Given entries —

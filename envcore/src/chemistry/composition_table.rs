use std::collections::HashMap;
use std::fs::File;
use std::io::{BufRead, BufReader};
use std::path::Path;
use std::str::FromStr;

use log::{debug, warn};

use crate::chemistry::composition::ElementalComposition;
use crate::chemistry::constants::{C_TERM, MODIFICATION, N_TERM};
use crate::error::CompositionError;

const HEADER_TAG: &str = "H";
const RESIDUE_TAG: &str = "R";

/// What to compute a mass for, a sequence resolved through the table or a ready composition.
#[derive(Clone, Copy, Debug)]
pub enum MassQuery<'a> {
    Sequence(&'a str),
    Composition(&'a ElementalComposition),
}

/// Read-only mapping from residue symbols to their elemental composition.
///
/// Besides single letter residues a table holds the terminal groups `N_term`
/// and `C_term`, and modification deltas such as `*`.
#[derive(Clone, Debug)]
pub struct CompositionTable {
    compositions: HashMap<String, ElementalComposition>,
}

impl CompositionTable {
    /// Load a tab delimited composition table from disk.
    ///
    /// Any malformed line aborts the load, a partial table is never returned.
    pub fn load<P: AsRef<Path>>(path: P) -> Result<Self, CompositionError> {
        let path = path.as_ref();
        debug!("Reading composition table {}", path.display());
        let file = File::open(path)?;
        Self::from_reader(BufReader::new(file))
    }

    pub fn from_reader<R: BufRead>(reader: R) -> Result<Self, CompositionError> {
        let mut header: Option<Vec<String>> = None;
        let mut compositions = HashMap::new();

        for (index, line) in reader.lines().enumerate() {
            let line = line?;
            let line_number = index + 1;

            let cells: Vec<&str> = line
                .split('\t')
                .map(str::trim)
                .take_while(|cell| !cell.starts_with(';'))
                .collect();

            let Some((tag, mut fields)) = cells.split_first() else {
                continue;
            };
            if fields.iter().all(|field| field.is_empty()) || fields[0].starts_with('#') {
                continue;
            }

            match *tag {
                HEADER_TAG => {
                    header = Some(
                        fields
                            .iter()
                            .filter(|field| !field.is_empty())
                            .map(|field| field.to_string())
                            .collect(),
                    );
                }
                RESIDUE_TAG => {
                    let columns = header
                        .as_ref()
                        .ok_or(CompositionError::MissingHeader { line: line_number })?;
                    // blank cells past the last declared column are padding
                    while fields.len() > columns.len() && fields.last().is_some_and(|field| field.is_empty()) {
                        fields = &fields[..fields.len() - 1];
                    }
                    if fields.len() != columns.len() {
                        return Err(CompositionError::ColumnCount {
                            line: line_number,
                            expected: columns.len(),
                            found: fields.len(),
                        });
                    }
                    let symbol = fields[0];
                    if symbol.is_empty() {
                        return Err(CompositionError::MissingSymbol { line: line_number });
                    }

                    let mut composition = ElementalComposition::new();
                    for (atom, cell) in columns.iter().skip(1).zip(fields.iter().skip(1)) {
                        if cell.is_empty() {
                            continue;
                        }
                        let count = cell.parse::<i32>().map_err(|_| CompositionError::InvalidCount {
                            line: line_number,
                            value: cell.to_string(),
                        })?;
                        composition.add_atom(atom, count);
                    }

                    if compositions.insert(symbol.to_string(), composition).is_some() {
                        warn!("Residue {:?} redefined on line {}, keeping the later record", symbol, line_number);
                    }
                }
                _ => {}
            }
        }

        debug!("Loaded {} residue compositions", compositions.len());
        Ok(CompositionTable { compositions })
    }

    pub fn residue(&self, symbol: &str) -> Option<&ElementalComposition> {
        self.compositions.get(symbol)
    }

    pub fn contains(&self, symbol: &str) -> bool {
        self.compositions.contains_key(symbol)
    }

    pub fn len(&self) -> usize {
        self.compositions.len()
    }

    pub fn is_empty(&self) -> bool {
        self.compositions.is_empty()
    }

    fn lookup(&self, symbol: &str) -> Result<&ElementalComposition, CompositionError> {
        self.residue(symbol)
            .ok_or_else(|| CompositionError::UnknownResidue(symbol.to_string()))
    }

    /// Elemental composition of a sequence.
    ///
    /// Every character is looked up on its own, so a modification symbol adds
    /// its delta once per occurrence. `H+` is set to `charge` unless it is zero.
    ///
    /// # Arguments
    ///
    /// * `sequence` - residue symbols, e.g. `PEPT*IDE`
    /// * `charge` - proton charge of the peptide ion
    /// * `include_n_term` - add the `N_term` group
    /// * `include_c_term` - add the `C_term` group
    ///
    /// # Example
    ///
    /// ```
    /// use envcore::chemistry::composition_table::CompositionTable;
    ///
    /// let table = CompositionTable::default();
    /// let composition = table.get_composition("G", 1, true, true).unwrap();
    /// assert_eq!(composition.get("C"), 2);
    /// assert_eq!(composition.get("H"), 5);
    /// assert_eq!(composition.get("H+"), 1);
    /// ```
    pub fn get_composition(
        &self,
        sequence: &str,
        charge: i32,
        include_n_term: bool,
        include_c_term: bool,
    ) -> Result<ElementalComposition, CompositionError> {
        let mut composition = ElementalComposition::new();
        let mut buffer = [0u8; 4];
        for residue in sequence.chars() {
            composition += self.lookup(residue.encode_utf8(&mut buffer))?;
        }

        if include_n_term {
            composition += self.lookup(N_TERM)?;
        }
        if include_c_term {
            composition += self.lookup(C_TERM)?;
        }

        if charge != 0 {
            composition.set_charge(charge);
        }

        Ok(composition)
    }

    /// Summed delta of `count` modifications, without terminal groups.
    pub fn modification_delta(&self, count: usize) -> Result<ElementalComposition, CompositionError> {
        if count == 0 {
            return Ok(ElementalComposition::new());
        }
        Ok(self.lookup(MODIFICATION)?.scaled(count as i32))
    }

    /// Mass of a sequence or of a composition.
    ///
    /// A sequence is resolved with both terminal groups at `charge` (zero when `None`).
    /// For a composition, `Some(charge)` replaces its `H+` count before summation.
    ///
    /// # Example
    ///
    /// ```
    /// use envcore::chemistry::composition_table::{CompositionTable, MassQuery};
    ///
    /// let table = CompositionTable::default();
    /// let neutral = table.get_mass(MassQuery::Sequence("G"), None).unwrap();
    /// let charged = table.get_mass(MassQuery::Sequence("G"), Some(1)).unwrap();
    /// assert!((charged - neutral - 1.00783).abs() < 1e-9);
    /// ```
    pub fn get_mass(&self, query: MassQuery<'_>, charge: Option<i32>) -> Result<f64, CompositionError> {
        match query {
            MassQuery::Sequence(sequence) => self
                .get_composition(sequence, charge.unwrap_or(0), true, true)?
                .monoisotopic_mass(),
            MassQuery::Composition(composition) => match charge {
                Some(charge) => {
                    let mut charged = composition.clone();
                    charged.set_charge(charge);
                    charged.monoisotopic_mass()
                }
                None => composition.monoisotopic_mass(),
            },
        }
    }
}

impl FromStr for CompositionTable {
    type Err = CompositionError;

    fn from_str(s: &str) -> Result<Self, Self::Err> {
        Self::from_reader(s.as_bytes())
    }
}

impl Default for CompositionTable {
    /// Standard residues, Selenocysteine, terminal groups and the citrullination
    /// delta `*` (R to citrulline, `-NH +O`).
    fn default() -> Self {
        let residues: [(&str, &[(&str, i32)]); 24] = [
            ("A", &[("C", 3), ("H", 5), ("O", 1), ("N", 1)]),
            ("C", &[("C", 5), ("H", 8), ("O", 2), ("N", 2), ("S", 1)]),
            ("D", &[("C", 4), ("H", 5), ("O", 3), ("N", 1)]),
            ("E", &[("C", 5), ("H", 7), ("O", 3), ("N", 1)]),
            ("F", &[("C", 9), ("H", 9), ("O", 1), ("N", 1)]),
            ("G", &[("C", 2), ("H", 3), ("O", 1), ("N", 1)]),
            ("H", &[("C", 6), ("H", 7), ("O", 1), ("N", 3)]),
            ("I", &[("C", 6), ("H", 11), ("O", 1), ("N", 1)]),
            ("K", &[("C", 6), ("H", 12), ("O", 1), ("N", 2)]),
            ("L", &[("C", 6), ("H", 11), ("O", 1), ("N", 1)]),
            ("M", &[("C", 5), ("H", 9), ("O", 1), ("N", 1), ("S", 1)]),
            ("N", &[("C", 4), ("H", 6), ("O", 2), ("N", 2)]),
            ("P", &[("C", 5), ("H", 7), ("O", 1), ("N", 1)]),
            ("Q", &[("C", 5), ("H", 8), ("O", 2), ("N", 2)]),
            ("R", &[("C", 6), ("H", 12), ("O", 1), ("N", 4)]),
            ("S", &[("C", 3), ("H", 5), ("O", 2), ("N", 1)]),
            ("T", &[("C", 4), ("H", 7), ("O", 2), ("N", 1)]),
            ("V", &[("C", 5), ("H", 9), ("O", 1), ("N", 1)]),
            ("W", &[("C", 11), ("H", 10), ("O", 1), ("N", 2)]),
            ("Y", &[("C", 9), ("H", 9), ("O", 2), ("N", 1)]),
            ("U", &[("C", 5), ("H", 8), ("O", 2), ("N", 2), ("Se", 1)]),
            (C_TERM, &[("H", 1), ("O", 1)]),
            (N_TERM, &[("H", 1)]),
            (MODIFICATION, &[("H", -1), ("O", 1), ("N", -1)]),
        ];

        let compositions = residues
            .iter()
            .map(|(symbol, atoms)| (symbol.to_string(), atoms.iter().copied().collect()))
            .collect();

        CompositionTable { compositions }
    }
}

* * *

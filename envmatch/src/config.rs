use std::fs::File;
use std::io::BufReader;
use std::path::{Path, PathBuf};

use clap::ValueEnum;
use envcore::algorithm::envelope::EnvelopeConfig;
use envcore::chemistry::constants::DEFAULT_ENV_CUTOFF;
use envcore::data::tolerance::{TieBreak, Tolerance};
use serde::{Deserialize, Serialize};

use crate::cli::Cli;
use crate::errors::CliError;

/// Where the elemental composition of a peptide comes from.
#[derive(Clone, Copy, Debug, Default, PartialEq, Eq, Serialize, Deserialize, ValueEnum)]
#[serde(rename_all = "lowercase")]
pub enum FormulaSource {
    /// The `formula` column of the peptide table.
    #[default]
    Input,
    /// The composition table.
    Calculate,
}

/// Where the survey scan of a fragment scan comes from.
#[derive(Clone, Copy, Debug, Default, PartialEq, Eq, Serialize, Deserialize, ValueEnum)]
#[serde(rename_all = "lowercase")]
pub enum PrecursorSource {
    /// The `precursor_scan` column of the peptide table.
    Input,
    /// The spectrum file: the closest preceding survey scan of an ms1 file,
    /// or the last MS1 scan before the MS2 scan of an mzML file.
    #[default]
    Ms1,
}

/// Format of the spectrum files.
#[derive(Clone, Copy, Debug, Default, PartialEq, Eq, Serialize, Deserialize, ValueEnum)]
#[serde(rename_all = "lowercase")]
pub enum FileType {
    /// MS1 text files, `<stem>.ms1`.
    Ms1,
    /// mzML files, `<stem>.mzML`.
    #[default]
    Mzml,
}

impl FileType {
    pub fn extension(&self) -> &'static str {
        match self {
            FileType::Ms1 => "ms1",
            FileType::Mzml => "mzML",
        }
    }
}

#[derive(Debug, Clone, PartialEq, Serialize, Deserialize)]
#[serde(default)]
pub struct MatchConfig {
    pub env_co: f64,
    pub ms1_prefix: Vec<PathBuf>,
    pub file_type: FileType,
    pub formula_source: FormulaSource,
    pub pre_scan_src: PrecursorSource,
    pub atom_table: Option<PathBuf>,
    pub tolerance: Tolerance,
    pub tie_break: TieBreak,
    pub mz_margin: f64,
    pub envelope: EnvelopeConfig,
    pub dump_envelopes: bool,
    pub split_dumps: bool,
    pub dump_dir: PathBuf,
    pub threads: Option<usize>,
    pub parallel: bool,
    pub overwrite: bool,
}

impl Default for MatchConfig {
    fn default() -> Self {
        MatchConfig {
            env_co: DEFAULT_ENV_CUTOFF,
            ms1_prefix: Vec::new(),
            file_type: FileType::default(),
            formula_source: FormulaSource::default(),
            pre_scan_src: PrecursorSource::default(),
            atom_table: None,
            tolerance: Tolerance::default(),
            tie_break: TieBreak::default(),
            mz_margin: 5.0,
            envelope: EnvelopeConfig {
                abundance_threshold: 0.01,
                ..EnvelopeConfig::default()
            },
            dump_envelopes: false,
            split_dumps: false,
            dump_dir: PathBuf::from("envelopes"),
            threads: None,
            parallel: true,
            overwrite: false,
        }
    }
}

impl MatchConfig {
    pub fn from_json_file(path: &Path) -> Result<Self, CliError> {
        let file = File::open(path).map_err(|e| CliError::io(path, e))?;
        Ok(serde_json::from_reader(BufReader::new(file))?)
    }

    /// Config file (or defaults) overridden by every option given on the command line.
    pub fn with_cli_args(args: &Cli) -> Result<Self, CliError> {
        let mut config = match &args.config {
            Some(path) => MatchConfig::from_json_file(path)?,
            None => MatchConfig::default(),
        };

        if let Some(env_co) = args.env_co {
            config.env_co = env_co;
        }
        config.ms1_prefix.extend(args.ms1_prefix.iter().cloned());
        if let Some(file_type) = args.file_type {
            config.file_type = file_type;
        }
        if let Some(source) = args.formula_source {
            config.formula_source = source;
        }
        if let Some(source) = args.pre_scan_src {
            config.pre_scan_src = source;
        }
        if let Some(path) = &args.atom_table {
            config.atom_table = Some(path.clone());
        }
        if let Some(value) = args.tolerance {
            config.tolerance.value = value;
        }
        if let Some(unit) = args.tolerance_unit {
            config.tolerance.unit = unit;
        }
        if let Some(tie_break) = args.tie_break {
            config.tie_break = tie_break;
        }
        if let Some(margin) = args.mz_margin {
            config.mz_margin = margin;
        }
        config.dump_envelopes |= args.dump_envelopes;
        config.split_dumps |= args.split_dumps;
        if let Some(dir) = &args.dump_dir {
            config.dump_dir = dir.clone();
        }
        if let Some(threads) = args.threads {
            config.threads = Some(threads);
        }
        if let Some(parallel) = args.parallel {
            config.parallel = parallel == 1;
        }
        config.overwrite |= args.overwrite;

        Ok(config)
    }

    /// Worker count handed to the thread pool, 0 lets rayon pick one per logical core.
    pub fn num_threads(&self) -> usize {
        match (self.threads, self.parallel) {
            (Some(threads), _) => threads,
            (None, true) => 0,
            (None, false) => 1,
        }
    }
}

Exercise requirements — In the records above, find each line that mentions the string "parallel", then copy it.

Exercise solution —
    pub parallel: bool,
            parallel: true,
        if let Some(parallel) = args.parallel {
            config.parallel = parallel == 1;
        match (self.threads, self.parallel) {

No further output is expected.